### [TASK OBJECTIVE]
Go through the records and give the number of lines that include "enumerate", with nothing else.
INFORMATION: Begin
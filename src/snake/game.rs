//! Snake game logic.
//!
//! The body is a deque of cells, head first, mirrored by a hash set of
//! occupied cells so collision checks stay O(1) at any length. Direction
//! input is buffered and committed at the next tick; a reversal onto the
//! neck is ignored there, so rapid opposite-arrow presses between ticks
//! cannot kill the snake.

use std::collections::{HashSet, VecDeque};

use crate::fsm::{Machine, Transition};
use crate::registry::Game;
use crate::rng::SimpleRng;
use crate::score::HighScoreStore;
use crate::types::{
    GameInfo, UserAction, APPLES_PER_LEVEL, APPLE_SCORE, FIELD_HEIGHT, FIELD_WIDTH,
    SNAKE_APPLE_CELL, SNAKE_BASE_INTERVAL_MS, SNAKE_BODY_CELL, SNAKE_GAME_OVER_DELAY_TICKS,
    SNAKE_HEAD_CELL, SNAKE_INITIAL_LENGTH, SNAKE_INTERVAL_STEP_MS, SNAKE_MIN_INTERVAL_MS,
};

#[derive(Debug, Clone, Copy, PartialEq, Eq)]
pub enum SnakeState {
    Init,
    Moving,
    Paused,
    GameOver,
}

#[derive(Debug, Clone, Copy, PartialEq, Eq)]
pub enum SnakeEvent {
    Start,
    PauseToggle,
    Terminate,
}

#[derive(Debug, Clone, Copy, PartialEq, Eq)]
pub enum Direction {
    Up,
    Down,
    Left,
    Right,
}

impl Direction {
    fn opposite(self) -> Self {
        match self {
            Direction::Up => Direction::Down,
            Direction::Down => Direction::Up,
            Direction::Left => Direction::Right,
            Direction::Right => Direction::Left,
        }
    }

    fn delta(self) -> (i8, i8) {
        match self {
            Direction::Up => (0, -1),
            Direction::Down => (0, 1),
            Direction::Left => (-1, 0),
            Direction::Right => (1, 0),
        }
    }
}

#[derive(Debug, Clone, Copy, PartialEq, Eq)]
struct Point {
    x: i8,
    y: i8,
}

impl Point {
    fn key(self) -> usize {
        self.y as usize * FIELD_WIDTH + self.x as usize
    }

    fn in_field(self) -> bool {
        (0..FIELD_WIDTH as i8).contains(&self.x) && (0..FIELD_HEIGHT as i8).contains(&self.y)
    }
}

pub struct SnakeCtx {
    body: VecDeque<Point>,
    occupied: HashSet<usize>,
    dir: Direction,
    pending: Option<Direction>,
    apple: Point,
    rng: SimpleRng,
    score: u32,
    high_score: u32,
    level: u32,
    speed: u32,
    game_over: bool,
    win: bool,
    over_ticks: u32,
    store: HighScoreStore,
    info: GameInfo,
}

impl SnakeCtx {
    fn new(seed: u32, store: HighScoreStore) -> Self {
        let high_score = store.load();
        Self {
            body: VecDeque::new(),
            occupied: HashSet::new(),
            dir: Direction::Right,
            pending: None,
            apple: Point { x: 0, y: 0 },
            rng: SimpleRng::new(seed),
            score: 0,
            high_score,
            level: 1,
            speed: SNAKE_BASE_INTERVAL_MS,
            game_over: false,
            win: false,
            over_ticks: 0,
            store,
            info: GameInfo {
                high_score,
                ..GameInfo::default()
            },
        }
    }

    /// Lay out the starting snake in the middle of the field, heading right.
    fn init_run(&mut self) {
        self.body.clear();
        self.occupied.clear();
        let y = (FIELD_HEIGHT / 2) as i8;
        let head_x = (FIELD_WIDTH / 2) as i8;
        for i in 0..SNAKE_INITIAL_LENGTH as i8 {
            let p = Point { x: head_x - i, y };
            self.body.push_back(p);
            self.occupied.insert(p.key());
        }
        self.dir = Direction::Right;
        self.pending = None;
        self.spawn_apple();
    }

    fn reset(&mut self) {
        self.body.clear();
        self.occupied.clear();
        self.pending = None;
        self.score = 0;
        self.level = 1;
        self.speed = SNAKE_BASE_INTERVAL_MS;
        self.game_over = false;
        self.win = false;
        self.over_ticks = 0;
    }

    fn set_pending(&mut self, dir: Direction) {
        self.pending = Some(dir);
    }

    /// Place the apple uniformly over free cells. A full field falls back
    /// to the tail cell (about to vacate), an empty one to the center.
    fn spawn_apple(&mut self) {
        let free = FIELD_WIDTH * FIELD_HEIGHT - self.body.len();
        if free == 0 {
            self.apple = self.body.back().copied().unwrap_or(Point {
                x: (FIELD_WIDTH / 2) as i8,
                y: (FIELD_HEIGHT / 2) as i8,
            });
            return;
        }
        let mut nth = self.rng.next_range(free as u32) as usize;
        for y in 0..FIELD_HEIGHT as i8 {
            for x in 0..FIELD_WIDTH as i8 {
                let p = Point { x, y };
                if self.occupied.contains(&p.key()) {
                    continue;
                }
                if nth == 0 {
                    self.apple = p;
                    return;
                }
                nth -= 1;
            }
        }
    }

    /// Advance one cell. Sets `game_over` (and `win`) on a terminal step.
    fn step(&mut self) {
        if let Some(p) = self.pending.take() {
            if p != self.dir.opposite() {
                self.dir = p;
            }
        }

        let head = match self.body.front() {
            Some(&p) => p,
            None => return,
        };
        let (dx, dy) = self.dir.delta();
        let new_head = Point {
            x: head.x + dx,
            y: head.y + dy,
        };

        if !new_head.in_field() {
            self.game_over = true;
            return;
        }

        let eating = new_head == self.apple;
        let tail = *self.body.back().unwrap();
        // The tail cell vacates this tick unless the snake grows into it.
        let tail_vacates = !eating && new_head == tail;
        if self.occupied.contains(&new_head.key()) && !tail_vacates {
            self.game_over = true;
            return;
        }

        self.body.push_front(new_head);
        self.occupied.insert(new_head.key());

        if eating {
            self.score += APPLE_SCORE;
            self.level = 1 + self.score / APPLES_PER_LEVEL;
            self.speed = SNAKE_BASE_INTERVAL_MS
                .saturating_sub(self.level * SNAKE_INTERVAL_STEP_MS)
                .max(SNAKE_MIN_INTERVAL_MS);
            if self.score > self.high_score {
                self.high_score = self.score;
                self.store.save(self.high_score);
            }
            if self.body.len() >= FIELD_WIDTH * FIELD_HEIGHT {
                self.win = true;
                self.game_over = true;
                return;
            }
            self.spawn_apple();
        } else {
            let popped = self.body.pop_back().unwrap();
            if popped != new_head {
                self.occupied.remove(&popped.key());
            }
        }
    }
}

type SnakeMachine = Machine<SnakeState, SnakeEvent, SnakeCtx>;
type SnakeRule = Transition<SnakeState, SnakeEvent, SnakeCtx>;

fn on_enter_moving(_m: &SnakeMachine, ctx: &mut SnakeCtx) {
    // Resuming from pause must not relayout the snake.
    if ctx.body.is_empty() {
        ctx.init_run();
    }
}

fn on_enter_game_over(_m: &SnakeMachine, ctx: &mut SnakeCtx) {
    ctx.game_over = true;
    ctx.over_ticks = 0;
    if ctx.score > 0 {
        ctx.store.save(ctx.high_score);
    }
}

fn on_enter_init(_m: &SnakeMachine, ctx: &mut SnakeCtx) {
    ctx.reset();
}

const TRANSITIONS: &[SnakeRule] = &[
    SnakeRule {
        from: SnakeState::Init,
        event: Some(SnakeEvent::Start),
        to: SnakeState::Moving,
        on_exit: None,
        on_enter: Some(on_enter_moving),
    },
    SnakeRule {
        from: SnakeState::Moving,
        event: Some(SnakeEvent::PauseToggle),
        to: SnakeState::Paused,
        on_exit: None,
        on_enter: None,
    },
    SnakeRule {
        from: SnakeState::Paused,
        event: Some(SnakeEvent::PauseToggle),
        to: SnakeState::Moving,
        on_exit: None,
        on_enter: Some(on_enter_moving),
    },
    SnakeRule {
        from: SnakeState::Moving,
        event: Some(SnakeEvent::Terminate),
        to: SnakeState::GameOver,
        on_exit: None,
        on_enter: Some(on_enter_game_over),
    },
    SnakeRule {
        from: SnakeState::Paused,
        event: Some(SnakeEvent::Terminate),
        to: SnakeState::GameOver,
        on_exit: None,
        on_enter: Some(on_enter_game_over),
    },
    // Fired once the end-screen delay has run down, or on restart.
    SnakeRule {
        from: SnakeState::GameOver,
        event: None,
        to: SnakeState::Init,
        on_exit: None,
        on_enter: Some(on_enter_init),
    },
];

pub struct SnakeGame {
    fsm: SnakeMachine,
    ctx: SnakeCtx,
}

impl SnakeGame {
    pub fn new(seed: u32) -> Self {
        Self::with_store(seed, HighScoreStore::for_game("snake"))
    }

    pub fn with_store(seed: u32, store: HighScoreStore) -> Self {
        Self {
            fsm: Machine::new(TRANSITIONS, SnakeState::Init),
            ctx: SnakeCtx::new(seed, store),
        }
    }

    pub fn state(&self) -> SnakeState {
        self.fsm.state()
    }
}

impl Game for SnakeGame {
    fn handle_input(&mut self, action: UserAction, _hold: bool) {
        match action {
            UserAction::Start => {
                if self.fsm.state() == SnakeState::GameOver {
                    self.fsm.tick(&mut self.ctx);
                }
                self.fsm.dispatch(&mut self.ctx, SnakeEvent::Start);
            }
            UserAction::Pause => {
                self.fsm.dispatch(&mut self.ctx, SnakeEvent::PauseToggle);
            }
            UserAction::Terminate => {
                self.fsm.dispatch(&mut self.ctx, SnakeEvent::Terminate);
            }
            UserAction::Up => self.buffer_dir(Direction::Up),
            UserAction::Down => self.buffer_dir(Direction::Down),
            UserAction::Left => self.buffer_dir(Direction::Left),
            UserAction::Right => self.buffer_dir(Direction::Right),
            UserAction::Action => {}
        }
    }

    fn update(&mut self) {
        match self.fsm.state() {
            SnakeState::Moving => {
                self.ctx.step();
                if self.ctx.game_over {
                    self.fsm.dispatch(&mut self.ctx, SnakeEvent::Terminate);
                }
            }
            SnakeState::GameOver => {
                self.ctx.over_ticks += 1;
                if self.ctx.over_ticks >= SNAKE_GAME_OVER_DELAY_TICKS {
                    self.fsm.tick(&mut self.ctx);
                }
            }
            _ => {}
        }
    }

    fn info(&mut self) -> &GameInfo {
        let state = self.fsm.state();
        let ctx = &mut self.ctx;

        ctx.info.field = Default::default();
        ctx.info.next = Default::default();
        if !ctx.body.is_empty() {
            for p in ctx.body.iter().skip(1) {
                ctx.info.field[p.y as usize][p.x as usize] = SNAKE_BODY_CELL;
            }
            let head = ctx.body[0];
            ctx.info.field[head.y as usize][head.x as usize] = SNAKE_HEAD_CELL;
            if ctx.apple.in_field() && !ctx.occupied.contains(&ctx.apple.key()) {
                ctx.info.field[ctx.apple.y as usize][ctx.apple.x as usize] = SNAKE_APPLE_CELL;
            }
        }

        ctx.info.score = ctx.score;
        ctx.info.high_score = ctx.high_score;
        ctx.info.level = ctx.level;
        ctx.info.speed = ctx.speed;
        ctx.info.pause = state == SnakeState::Paused;
        ctx.info.game_over = ctx.game_over || state == SnakeState::GameOver;
        &ctx.info
    }
}

impl SnakeGame {
    fn buffer_dir(&mut self, dir: Direction) {
        if self.fsm.state() == SnakeState::Moving {
            self.ctx.set_pending(dir);
        }
    }
}

impl Drop for SnakeGame {
    fn drop(&mut self) {
        if self.ctx.high_score > 0 {
            self.ctx.store.save(self.ctx.high_score);
        }
    }
}
//! High-score persistence.
//!
//! Each game keeps its best score in `$HOME/.brick-arcade/<name>.score` as a
//! single ASCII integer. A missing or unreadable file reads back as zero so
//! a fresh install starts clean. Write failures are logged and otherwise
//! ignored; losing a high score must never take the game down.

use std::fs;
use std::path::PathBuf;

const SCORE_DIR: &str = ".brick-arcade";

pub struct HighScoreStore {
    path: PathBuf,
}

impl HighScoreStore {
    /// Store for the named game under the user's home directory.
    pub fn for_game(name: &str) -> Self {
        let home = std::env::var_os("HOME").map_or_else(|| PathBuf::from("."), PathBuf::from);
        Self {
            path: home.join(SCORE_DIR).join(format!("{name}.score")),
        }
    }

    /// Store backed by an explicit file path. Used by tests.
    pub fn at(path: impl Into<PathBuf>) -> Self {
        Self { path: path.into() }
    }

    /// Read the stored score; missing or corrupt data yields 0.
    pub fn load(&self) -> u32 {
        fs::read_to_string(&self.path)
            .ok()
            .and_then(|s| s.trim().parse().ok())
            .unwrap_or(0)
    }

    /// Persist `score`, creating the directory on first use.
    pub fn save(&self, score: u32) {
        if let Some(dir) = self.path.parent() {
            if let Err(err) = fs::create_dir_all(dir) {
                log::warn!("high score dir {}: {err}", dir.display());
                return;
            }
        }
        if let Err(err) = fs::write(&self.path, score.to_string()) {
            log::warn!("high score write {}: {err}", self.path.display());
        }
    }
}
//! TerminalRenderer: draws a game snapshot to a real terminal.
//!
//! Full redraw per frame. The grids involved are tiny (10x20 plus a 4x4
//! preview), so diffing buys nothing here; every frame is queued in one
//! batch and flushed once.

use std::io::{self, Write};

use anyhow::Result;

use crossterm::{
    cursor,
    style::{Attribute, Color, Print, ResetColor, SetAttribute, SetForegroundColor},
    terminal, QueueableCommand,
};

use crate::types::{GameInfo, FIELD_HEIGHT, FIELD_WIDTH, PREVIEW_SIZE};

/// Two terminal columns per game cell keeps the aspect ratio near square.
const CELL: &str = "[]";
const EMPTY: &str = " .";

pub struct TerminalRenderer {
    stdout: io::Stdout,
}

impl TerminalRenderer {
    pub fn new() -> Self {
        Self {
            stdout: io::stdout(),
        }
    }

    pub fn enter(&mut self) -> Result<()> {
        terminal::enable_raw_mode()?;
        self.stdout.queue(terminal::EnterAlternateScreen)?;
        self.stdout.queue(cursor::Hide)?;
        self.stdout.flush()?;
        Ok(())
    }

    pub fn exit(&mut self) -> Result<()> {
        self.stdout.queue(ResetColor)?;
        self.stdout.queue(SetAttribute(Attribute::Reset))?;
        self.stdout.queue(cursor::Show)?;
        self.stdout.queue(terminal::LeaveAlternateScreen)?;
        self.stdout.flush()?;
        terminal::disable_raw_mode()?;
        Ok(())
    }

    pub fn draw(&mut self, info: &GameInfo, title: &str) -> Result<()> {
        self.stdout
            .queue(terminal::Clear(terminal::ClearType::All))?;

        let field_cols = (FIELD_WIDTH * 2) as u16;
        self.stdout.queue(cursor::MoveTo(0, 0))?;
        self.stdout.queue(ResetColor)?;
        self.stdout.queue(Print(format!("+{}+", "-".repeat(field_cols as usize))))?;

        for (y, row) in info.field.iter().enumerate() {
            self.stdout.queue(cursor::MoveTo(0, y as u16 + 1))?;
            self.stdout.queue(Print("|"))?;
            for &cell in row {
                self.queue_cell(cell)?;
            }
            self.stdout.queue(ResetColor)?;
            self.stdout.queue(Print("|"))?;
        }

        self.stdout
            .queue(cursor::MoveTo(0, FIELD_HEIGHT as u16 + 1))?;
        self.stdout.queue(Print(format!("+{}+", "-".repeat(field_cols as usize))))?;

        // Sidebar.
        let sx = field_cols + 4;
        self.queue_line(sx, 1, title)?;
        self.queue_line(sx, 3, &format!("score  {}", info.score))?;
        self.queue_line(sx, 4, &format!("best   {}", info.high_score))?;
        self.queue_line(sx, 5, &format!("level  {}", info.level))?;

        self.queue_line(sx, 7, "next")?;
        for (y, row) in info.next.iter().enumerate() {
            self.stdout.queue(cursor::MoveTo(sx, y as u16 + 8))?;
            for &cell in row {
                self.queue_cell(cell)?;
            }
            self.stdout.queue(ResetColor)?;
        }

        if info.pause {
            self.queue_line(sx, 8 + PREVIEW_SIZE as u16 + 1, "** paused **")?;
        } else if info.game_over {
            self.queue_line(sx, 8 + PREVIEW_SIZE as u16 + 1, "** game over **")?;
        }

        self.queue_line(sx, 15, "1/2 game  enter start")?;
        self.queue_line(sx, 16, "p pause  q quit")?;

        self.stdout.queue(ResetColor)?;
        self.stdout.flush()?;
        Ok(())
    }

    fn queue_cell(&mut self, marker: u8) -> Result<()> {
        if marker == 0 {
            self.stdout.queue(ResetColor)?;
            self.stdout.queue(Print(EMPTY))?;
        } else {
            self.stdout
                .queue(SetForegroundColor(marker_color(marker)))?;
            self.stdout.queue(Print(CELL))?;
        }
        Ok(())
    }

    fn queue_line(&mut self, x: u16, y: u16, text: &str) -> Result<()> {
        self.stdout.queue(cursor::MoveTo(x, y))?;
        self.stdout.queue(Print(text))?;
        Ok(())
    }
}

impl Default for TerminalRenderer {
    fn default() -> Self {
        Self::new()
    }
}

fn marker_color(marker: u8) -> Color {
    match marker {
        1 => Color::Cyan,
        2 => Color::Yellow,
        3 => Color::Magenta,
        4 => Color::Green,
        5 => Color::Red,
        6 => Color::Blue,
        7 => Color::White,
        _ => Color::Grey,
    }
}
INFORMATION: End
### [ANSWER BELOW]
2